Activity :: Locate each line below that includes "collect" and reproduce it.

Records for the exercise ::
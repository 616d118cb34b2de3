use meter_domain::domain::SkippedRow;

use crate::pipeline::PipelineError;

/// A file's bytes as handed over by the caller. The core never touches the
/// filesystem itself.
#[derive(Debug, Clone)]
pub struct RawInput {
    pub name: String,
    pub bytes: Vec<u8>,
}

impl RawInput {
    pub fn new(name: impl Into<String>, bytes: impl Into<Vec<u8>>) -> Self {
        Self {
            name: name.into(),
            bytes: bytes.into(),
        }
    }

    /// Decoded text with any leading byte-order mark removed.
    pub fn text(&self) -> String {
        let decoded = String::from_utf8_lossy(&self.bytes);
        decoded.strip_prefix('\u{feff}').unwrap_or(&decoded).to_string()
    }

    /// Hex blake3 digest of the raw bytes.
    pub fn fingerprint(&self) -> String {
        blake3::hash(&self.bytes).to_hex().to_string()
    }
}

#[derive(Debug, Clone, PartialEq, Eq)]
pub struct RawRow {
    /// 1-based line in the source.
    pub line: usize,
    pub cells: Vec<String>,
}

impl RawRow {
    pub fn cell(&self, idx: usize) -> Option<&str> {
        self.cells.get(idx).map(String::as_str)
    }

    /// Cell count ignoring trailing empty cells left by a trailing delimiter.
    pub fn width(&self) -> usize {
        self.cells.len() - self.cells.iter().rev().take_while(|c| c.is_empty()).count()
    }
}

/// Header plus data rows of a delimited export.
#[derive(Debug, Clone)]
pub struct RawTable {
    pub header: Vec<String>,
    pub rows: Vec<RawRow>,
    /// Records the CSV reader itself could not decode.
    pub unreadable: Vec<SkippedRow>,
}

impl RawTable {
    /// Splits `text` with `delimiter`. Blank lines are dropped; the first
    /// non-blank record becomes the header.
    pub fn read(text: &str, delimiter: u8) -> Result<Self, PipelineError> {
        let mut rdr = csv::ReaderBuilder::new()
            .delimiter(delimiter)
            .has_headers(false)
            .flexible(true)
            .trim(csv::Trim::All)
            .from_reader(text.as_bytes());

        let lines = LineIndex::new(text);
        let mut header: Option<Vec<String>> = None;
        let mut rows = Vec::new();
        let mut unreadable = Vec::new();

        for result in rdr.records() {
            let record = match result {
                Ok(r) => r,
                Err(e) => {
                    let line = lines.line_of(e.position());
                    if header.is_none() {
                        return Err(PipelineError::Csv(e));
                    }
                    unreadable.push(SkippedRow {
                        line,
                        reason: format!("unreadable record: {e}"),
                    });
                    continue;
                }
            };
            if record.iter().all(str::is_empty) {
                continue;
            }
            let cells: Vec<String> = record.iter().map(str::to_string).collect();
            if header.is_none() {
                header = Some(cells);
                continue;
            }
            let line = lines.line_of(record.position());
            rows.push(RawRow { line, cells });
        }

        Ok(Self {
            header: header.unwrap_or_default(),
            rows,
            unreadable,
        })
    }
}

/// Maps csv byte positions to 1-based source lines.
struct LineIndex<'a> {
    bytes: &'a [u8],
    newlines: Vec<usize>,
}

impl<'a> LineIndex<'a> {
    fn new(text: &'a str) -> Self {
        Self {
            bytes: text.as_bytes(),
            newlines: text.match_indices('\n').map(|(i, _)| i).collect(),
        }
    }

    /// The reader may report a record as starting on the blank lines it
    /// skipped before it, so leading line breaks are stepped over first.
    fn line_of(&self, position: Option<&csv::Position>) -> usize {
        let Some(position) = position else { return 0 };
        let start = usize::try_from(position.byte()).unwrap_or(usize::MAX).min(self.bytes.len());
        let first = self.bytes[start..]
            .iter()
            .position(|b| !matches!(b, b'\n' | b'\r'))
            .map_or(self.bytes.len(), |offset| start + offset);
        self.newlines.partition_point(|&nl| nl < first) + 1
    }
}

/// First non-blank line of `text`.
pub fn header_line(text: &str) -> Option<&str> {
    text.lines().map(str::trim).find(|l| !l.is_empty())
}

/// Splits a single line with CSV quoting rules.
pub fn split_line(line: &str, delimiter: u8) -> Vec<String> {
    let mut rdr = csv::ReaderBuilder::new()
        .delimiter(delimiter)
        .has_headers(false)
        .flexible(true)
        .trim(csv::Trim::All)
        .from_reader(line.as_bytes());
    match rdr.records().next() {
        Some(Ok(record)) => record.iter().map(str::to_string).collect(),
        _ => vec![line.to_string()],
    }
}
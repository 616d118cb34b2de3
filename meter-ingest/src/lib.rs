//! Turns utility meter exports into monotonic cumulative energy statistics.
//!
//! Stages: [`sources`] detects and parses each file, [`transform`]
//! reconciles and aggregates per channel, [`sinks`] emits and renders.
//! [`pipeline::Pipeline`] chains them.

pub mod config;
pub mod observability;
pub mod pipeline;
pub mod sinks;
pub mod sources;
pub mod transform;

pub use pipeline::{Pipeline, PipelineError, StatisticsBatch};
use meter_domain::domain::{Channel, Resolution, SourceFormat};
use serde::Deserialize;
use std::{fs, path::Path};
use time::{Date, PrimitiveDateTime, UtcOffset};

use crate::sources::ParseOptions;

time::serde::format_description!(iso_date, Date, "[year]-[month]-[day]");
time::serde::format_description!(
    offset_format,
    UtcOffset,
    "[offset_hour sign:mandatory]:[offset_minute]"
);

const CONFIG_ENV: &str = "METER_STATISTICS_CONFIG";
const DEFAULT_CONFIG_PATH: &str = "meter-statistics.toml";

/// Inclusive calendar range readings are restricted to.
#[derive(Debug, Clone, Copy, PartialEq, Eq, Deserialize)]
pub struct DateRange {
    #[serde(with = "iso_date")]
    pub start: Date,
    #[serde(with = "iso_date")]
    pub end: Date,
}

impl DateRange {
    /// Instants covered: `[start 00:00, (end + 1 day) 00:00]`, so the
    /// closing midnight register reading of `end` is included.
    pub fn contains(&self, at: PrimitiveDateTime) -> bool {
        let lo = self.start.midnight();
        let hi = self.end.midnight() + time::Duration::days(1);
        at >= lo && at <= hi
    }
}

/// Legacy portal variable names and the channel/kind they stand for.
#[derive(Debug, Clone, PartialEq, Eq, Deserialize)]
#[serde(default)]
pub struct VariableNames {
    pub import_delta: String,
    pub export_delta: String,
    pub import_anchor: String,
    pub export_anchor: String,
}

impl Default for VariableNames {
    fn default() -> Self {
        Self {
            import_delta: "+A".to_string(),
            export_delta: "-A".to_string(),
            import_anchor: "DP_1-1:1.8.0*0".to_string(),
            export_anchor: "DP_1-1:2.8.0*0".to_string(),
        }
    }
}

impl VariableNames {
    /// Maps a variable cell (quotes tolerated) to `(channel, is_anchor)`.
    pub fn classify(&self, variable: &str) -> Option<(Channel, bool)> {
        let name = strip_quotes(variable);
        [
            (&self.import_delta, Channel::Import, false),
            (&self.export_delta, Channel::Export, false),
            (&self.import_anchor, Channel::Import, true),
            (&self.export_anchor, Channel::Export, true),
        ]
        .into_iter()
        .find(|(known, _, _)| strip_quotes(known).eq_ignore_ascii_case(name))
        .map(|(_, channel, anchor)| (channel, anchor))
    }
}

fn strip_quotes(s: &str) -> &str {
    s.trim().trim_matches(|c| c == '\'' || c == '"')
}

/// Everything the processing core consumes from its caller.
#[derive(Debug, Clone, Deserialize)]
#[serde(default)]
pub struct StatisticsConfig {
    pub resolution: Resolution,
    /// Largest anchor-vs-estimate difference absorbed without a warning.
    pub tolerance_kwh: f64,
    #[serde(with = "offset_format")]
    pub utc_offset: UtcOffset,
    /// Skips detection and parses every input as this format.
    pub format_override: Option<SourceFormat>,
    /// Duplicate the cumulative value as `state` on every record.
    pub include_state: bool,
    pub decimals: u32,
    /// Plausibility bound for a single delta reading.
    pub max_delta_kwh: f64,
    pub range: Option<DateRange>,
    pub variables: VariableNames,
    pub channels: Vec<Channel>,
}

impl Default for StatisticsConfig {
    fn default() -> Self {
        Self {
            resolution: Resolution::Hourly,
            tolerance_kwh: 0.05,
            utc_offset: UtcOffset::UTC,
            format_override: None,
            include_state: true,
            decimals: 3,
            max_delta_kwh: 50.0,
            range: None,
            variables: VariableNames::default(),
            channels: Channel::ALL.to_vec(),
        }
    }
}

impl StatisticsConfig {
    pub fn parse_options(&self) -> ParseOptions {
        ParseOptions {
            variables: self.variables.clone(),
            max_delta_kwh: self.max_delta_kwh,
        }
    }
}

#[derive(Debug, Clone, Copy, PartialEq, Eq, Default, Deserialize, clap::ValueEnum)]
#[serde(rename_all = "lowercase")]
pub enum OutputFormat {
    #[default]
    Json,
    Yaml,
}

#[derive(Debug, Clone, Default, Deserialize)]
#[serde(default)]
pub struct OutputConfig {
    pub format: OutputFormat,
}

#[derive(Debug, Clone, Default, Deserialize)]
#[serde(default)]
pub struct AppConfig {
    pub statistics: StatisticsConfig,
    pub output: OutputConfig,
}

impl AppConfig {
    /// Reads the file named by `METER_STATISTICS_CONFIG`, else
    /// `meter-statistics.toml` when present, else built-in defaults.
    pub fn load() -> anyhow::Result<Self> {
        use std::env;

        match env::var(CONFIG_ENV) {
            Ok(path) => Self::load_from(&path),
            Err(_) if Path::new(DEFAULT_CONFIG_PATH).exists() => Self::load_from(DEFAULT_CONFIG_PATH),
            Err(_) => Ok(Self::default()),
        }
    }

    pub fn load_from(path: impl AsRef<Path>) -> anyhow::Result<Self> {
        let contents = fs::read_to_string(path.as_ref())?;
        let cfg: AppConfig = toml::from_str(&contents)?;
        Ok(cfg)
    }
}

Answer below ::
            let cells: Vec<String> = record.iter().map(str::to_string).collect();
            newlines: text.match_indices('\n').map(|(i, _)| i).collect(),
        Some(Ok(record)) => record.iter().map(str::to_string).collect(),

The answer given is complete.